» **Description of the task**
In the entries that follow, the first line to write out is the one containing "repository 6c4cab220db6d67e", and the last is the one containing "on every version.". Reproduce that stretch exactly, with nothing before or after it.

» **Task input**
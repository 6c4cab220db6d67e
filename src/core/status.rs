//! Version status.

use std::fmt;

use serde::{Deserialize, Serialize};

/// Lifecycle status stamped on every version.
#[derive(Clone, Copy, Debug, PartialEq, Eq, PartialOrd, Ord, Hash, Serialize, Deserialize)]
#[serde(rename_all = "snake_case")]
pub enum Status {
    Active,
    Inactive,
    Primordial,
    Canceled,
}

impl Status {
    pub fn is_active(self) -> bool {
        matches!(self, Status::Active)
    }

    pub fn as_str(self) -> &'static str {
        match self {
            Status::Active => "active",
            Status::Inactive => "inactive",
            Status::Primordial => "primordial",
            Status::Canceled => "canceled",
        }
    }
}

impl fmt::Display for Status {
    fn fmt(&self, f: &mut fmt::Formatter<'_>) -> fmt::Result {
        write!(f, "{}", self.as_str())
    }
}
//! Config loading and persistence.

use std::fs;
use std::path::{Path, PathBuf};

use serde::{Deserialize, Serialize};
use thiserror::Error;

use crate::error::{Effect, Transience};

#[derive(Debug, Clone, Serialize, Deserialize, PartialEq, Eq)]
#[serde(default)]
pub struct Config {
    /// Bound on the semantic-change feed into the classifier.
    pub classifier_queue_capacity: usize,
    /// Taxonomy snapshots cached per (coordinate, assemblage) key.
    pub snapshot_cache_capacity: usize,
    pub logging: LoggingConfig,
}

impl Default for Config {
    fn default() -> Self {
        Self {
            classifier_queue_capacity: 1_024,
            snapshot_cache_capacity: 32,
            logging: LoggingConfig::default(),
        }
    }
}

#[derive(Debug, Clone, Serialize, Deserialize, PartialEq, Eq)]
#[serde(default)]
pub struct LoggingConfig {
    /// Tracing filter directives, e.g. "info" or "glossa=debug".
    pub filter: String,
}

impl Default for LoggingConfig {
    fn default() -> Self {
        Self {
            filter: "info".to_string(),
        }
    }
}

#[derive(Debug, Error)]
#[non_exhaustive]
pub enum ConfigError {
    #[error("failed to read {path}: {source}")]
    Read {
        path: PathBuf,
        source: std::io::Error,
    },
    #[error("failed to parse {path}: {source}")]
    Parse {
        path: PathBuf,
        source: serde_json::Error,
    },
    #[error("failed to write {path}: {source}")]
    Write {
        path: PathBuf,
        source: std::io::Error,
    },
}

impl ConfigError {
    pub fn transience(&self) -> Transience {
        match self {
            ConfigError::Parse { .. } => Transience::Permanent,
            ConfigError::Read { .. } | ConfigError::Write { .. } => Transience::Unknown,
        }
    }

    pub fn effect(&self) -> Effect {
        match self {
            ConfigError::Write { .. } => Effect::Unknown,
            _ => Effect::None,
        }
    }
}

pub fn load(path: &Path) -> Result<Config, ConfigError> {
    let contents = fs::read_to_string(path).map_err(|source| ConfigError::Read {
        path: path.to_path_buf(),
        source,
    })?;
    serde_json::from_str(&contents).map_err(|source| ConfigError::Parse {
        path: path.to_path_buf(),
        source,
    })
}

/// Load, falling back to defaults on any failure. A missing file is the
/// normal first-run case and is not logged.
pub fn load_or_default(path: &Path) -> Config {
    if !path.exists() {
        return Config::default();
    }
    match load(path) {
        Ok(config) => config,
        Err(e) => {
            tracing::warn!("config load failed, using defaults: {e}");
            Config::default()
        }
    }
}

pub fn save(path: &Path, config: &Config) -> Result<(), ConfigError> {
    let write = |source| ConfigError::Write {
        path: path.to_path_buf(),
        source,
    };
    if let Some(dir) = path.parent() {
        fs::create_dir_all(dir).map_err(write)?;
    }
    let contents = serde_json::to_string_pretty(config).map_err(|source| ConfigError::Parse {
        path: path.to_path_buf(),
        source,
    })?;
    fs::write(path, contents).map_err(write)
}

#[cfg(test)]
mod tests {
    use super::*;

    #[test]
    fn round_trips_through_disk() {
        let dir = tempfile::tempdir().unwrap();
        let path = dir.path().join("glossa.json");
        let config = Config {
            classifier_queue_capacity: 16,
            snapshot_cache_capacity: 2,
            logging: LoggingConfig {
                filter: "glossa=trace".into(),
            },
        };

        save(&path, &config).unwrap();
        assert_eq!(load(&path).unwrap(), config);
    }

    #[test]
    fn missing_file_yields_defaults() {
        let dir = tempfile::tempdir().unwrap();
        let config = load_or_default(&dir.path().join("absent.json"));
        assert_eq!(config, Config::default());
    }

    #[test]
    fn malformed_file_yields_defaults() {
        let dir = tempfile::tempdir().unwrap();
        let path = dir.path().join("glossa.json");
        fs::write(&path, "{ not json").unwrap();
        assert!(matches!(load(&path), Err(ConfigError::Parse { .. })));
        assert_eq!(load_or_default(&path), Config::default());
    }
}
==
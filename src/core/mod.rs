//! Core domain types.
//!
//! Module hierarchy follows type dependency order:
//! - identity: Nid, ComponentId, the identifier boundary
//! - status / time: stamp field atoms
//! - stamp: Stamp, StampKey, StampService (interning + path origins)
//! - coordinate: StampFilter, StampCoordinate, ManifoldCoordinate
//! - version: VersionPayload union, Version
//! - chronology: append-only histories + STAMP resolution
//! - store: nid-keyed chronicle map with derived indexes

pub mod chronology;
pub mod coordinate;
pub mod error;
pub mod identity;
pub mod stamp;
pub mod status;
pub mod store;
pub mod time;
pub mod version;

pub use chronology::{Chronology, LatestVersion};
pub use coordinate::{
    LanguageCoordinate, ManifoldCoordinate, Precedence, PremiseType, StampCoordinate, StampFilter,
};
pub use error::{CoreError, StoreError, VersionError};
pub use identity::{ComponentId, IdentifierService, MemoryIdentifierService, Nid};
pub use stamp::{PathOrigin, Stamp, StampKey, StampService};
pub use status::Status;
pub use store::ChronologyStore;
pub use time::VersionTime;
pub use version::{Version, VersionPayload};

» **Problem solution**
repository 6c4cab220db6d67e
filename src/core/status.rs
//! Version status.

use std::fmt;

use serde::{Deserialize, Serialize};

/// Lifecycle status stamped on every version.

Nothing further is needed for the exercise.